Are academics as intellectually conservative as their students?
The Irish solution to an Irish problem is to vote No when we don’t know. This essentially translates as a phobia of any contemplation of actual change. The appetite for radical institutional reform is subdued by the natural inclination towards preserving the existing order. Would Barack Obama or Nick Clegg have ever been elected to political office if they stood in Ireland?
The outrage, if it ever had any, has been tamed by voluntary inertia.
The Bayern Munich generation tweet furiously when Bill Cullen recites his well-worn story of 4am starts as a recipe for life-long financial success. As he told a mildly unreceptive Late Late Show audience recently, all a young person has to do is “get out there and knock on doors” if they really, really, want a job.
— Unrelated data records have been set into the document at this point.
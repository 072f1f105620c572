//! Delivery of engine effects to the host.
//!
//! Effects leave through two lanes. Pointer motion (moves and scrolls) uses
//! a coalescing lane: while one motion command is in flight, everything that
//! arrives meanwhile is merged into a single command, so a slow host delays
//! motion by about one round trip and never builds a backlog. Everything else
//! (keys, clicks, text, clipboard jobs, system actions) uses a bounded ordered
//! lane, so a key's down always reaches the host before its up.

use std::sync::Arc;

use lan_control_protocol::{CommandChannel, ProtocolError};
use lan_control_types::{Command, MovementVector, ScrollRequest};
use tokio::sync::mpsc;
use tokio::task::JoinHandle;
use tracing::{debug, error, warn};

use crate::clipboard::{ClipboardReport, ClipboardSync};
use crate::controller::ControllerEvent;
use crate::effect::{Effect, Feedback};

/// Maximum effects waiting in either lane.
const LANE_CAPACITY: usize = 1024;

/// Sending side of both lanes.
pub(crate) struct Lanes {
    ordered: mpsc::Sender<Effect>,
    motion: mpsc::Sender<Motion>,
    tasks: [JoinHandle<()>; 2],
}

impl Lanes {
    /// Start both lane tasks.
    pub(crate) fn spawn(
        channel: Arc<dyn CommandChannel>,
        clipboard: ClipboardSync,
        feedback: mpsc::Sender<ControllerEvent>,
    ) -> Self {
        let link = Link { channel, feedback };
        let (ordered, ordered_rx) = mpsc::channel(LANE_CAPACITY);
        let (motion, motion_rx) = mpsc::channel(LANE_CAPACITY);
        let ordered_lane = OrderedLane {
            link: link.clone(),
            clipboard,
        };
        let tasks = [
            tokio::spawn(ordered_lane.run(ordered_rx)),
            tokio::spawn(run_motion(link, motion_rx)),
        ];
        Self {
            ordered,
            motion,
            tasks,
        }
    }

    /// Queue an effect on the lane it belongs to. Never waits.
    pub(crate) fn submit(&self, effect: Effect) {
        let motion = match effect {
            Effect::Request {
                command: Command::MouseMove(movement),
                ..
            } => Motion::Move(movement),
            Effect::Send(Command::MouseScroll(scroll)) => Motion::Scroll(scroll),
            effect => {
                if let Err(e) = self.ordered.try_send(effect) {
                    warn!(error = %e, "ordered lane full, dropping effect");
                }
                return;
            }
        };
        if let Err(e) = self.motion.try_send(motion) {
            warn!(error = %e, "motion lane full, dropping pointer motion");
        }
    }

    /// Close both lanes and wait until everything queued has been sent.
    pub(crate) async fn close(self) {
        let Self {
            ordered,
            motion,
            tasks,
        } = self;
        drop(ordered);
        drop(motion);
        for task in tasks {
            if let Err(e) = task.await {
                warn!(error = %e, "dispatch task failed");
            }
        }
    }
}

/// Host connection plus the way back into the controller.
#[derive(Clone)]
struct Link {
    channel: Arc<dyn CommandChannel>,
    feedback: mpsc::Sender<ControllerEvent>,
}

impl Link {
    async fn send(&self, command: Command) {
        let name = command.name();
        if let Err(e) = self.channel.send(command).await {
            self.failed(name, &e);
        }
    }

    async fn request(&self, command: Command, feedback: Feedback) {
        let name = command.name();
        match self.channel.send(command).await {
            Ok(reply) => {
                if let (Feedback::RemoteState { movement }, Some(state)) = (feedback, reply.state)
                {
                    self.post(ControllerEvent::RemoteState { state, movement });
                }
            }
            Err(e) => {
                if feedback == Feedback::Alert && !e.is_session_lost() {
                    self.post(ControllerEvent::Alert(format!("{name} failed: {e}")));
                }
                self.failed(name, &e);
            }
        }
    }

    fn failed(&self, name: &str, e: &ProtocolError) {
        if e.is_session_lost() {
            warn!(command = name, error = %e, "host rejected session");
            self.post(ControllerEvent::SessionLost);
        } else {
            error!(command = name, error = %e, "command failed");
        }
    }

    fn post(&self, event: ControllerEvent) {
        if let Err(e) = self.feedback.try_send(event) {
            debug!(error = %e, "controller not accepting feedback");
        }
    }
}

/// Sends discrete commands and clipboard jobs one at a time, in order.
struct OrderedLane {
    link: Link,
    clipboard: ClipboardSync,
}

impl OrderedLane {
    async fn run(self, mut effects: mpsc::Receiver<Effect>) {
        while let Some(effect) = effects.recv().await {
            self.execute(effect).await;
        }
        debug!("ordered lane drained");
    }

    async fn execute(&self, effect: Effect) {
        match effect {
            Effect::Send(command) => self.link.send(command).await,
            Effect::Request { command, feedback } => self.link.request(command, feedback).await,
            Effect::ClipboardPush { then } => {
                let result = self.clipboard.push().await;
                self.clipboard_done("push", result);
                if let Some(command) = then {
                    self.link.send(command).await;
                }
            }
            Effect::ClipboardPull { mirror } => {
                let result = self.clipboard.pull(mirror).await;
                self.clipboard_done("pull", result);
            }
            Effect::Status(message) => self.link.post(ControllerEvent::Status(message)),
        }
    }

    fn clipboard_done(&self, direction: &str, result: Result<ClipboardReport, ProtocolError>) {
        match result {
            Ok(report) => self.link.post(ControllerEvent::Clipboard(report)),
            Err(e) => {
                self.link
                    .post(ControllerEvent::Status(format!("clipboard {direction} failed: {e}")));
                self.link.failed("clipboard", &e);
            }
        }
    }
}

#[derive(Debug, Clone, Copy)]
enum Motion {
    Move(MovementVector),
    Scroll(ScrollRequest),
}

/// Motion merged while the previous command was in flight.
#[derive(Debug, Default)]
struct Batch {
    movement: Option<MovementVector>,
    scroll: Option<ScrollRequest>,
    merged: usize,
}

impl Batch {
    fn add(&mut self, motion: Motion) {
        self.merged += 1;
        match motion {
            Motion::Move(movement) => {
                *self.movement.get_or_insert_with(MovementVector::default) += movement;
            }
            Motion::Scroll(scroll) => {
                let total = self.scroll.get_or_insert_with(ScrollRequest::default);
                total.horizontal += scroll.horizontal;
                total.vertical += scroll.vertical;
            }
        }
    }
}

async fn run_motion(link: Link, mut motions: mpsc::Receiver<Motion>) {
    while let Some(first) = motions.recv().await {
        let mut batch = Batch::default();
        batch.add(first);
        while let Ok(next) = motions.try_recv() {
            batch.add(next);
        }
        if batch.merged > 1 {
            debug!(merged = batch.merged, "coalesced pointer motion");
        }
        if let Some(movement) = batch.movement {
            let feedback = Feedback::RemoteState {
                movement: Some(movement),
            };
            link.request(Command::MouseMove(movement), feedback).await;
        }
        if let Some(scroll) = batch.scroll {
            link.send(Command::MouseScroll(scroll)).await;
        }
    }
    debug!("motion lane drained");
}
That there are no doors to knock on because of the policy failures by a political party that has occupied government office for 20 of the last 23 years is inconsequential. That Cullen and his car dealership have donated over €30,000, in disclosed donations, to that same party over the last 10 years is neither here nor there.
What outrage is there that political parties last week disclosed the lowest-ever figure in political donations since the law was established in 1997?
Is it not absolutely contemptible to democracy that Fianna Fáil, Fine Gael and Labour disclosed a zero return in disclosed donations for 2009, the year that all three parties ran substantial local, European and byelection campaigns? And a second Lisbon Treaty referendum?
The standards commission again repeated its request that “a strong case to be made for a new approach to the general funding of political parties, for increased transparency in such funding and for greater scrutiny of political party expenditure”. But who cares?
Michael McDowell does. The former minister for justice, who once had the power fundamentally to change the rules governing political donations, told a UCD conference on constitutional reform last Friday that media calls for every donation to be released into the public domain was an attempt by media interests to secure power.
“Do we want a society where every €100 or €200 contribution needs to be public?”
I’d rather that, Michael, than a system which asks the public not to trust it.
Playing defensive football is one thing, being hypocritical is another matter entirely.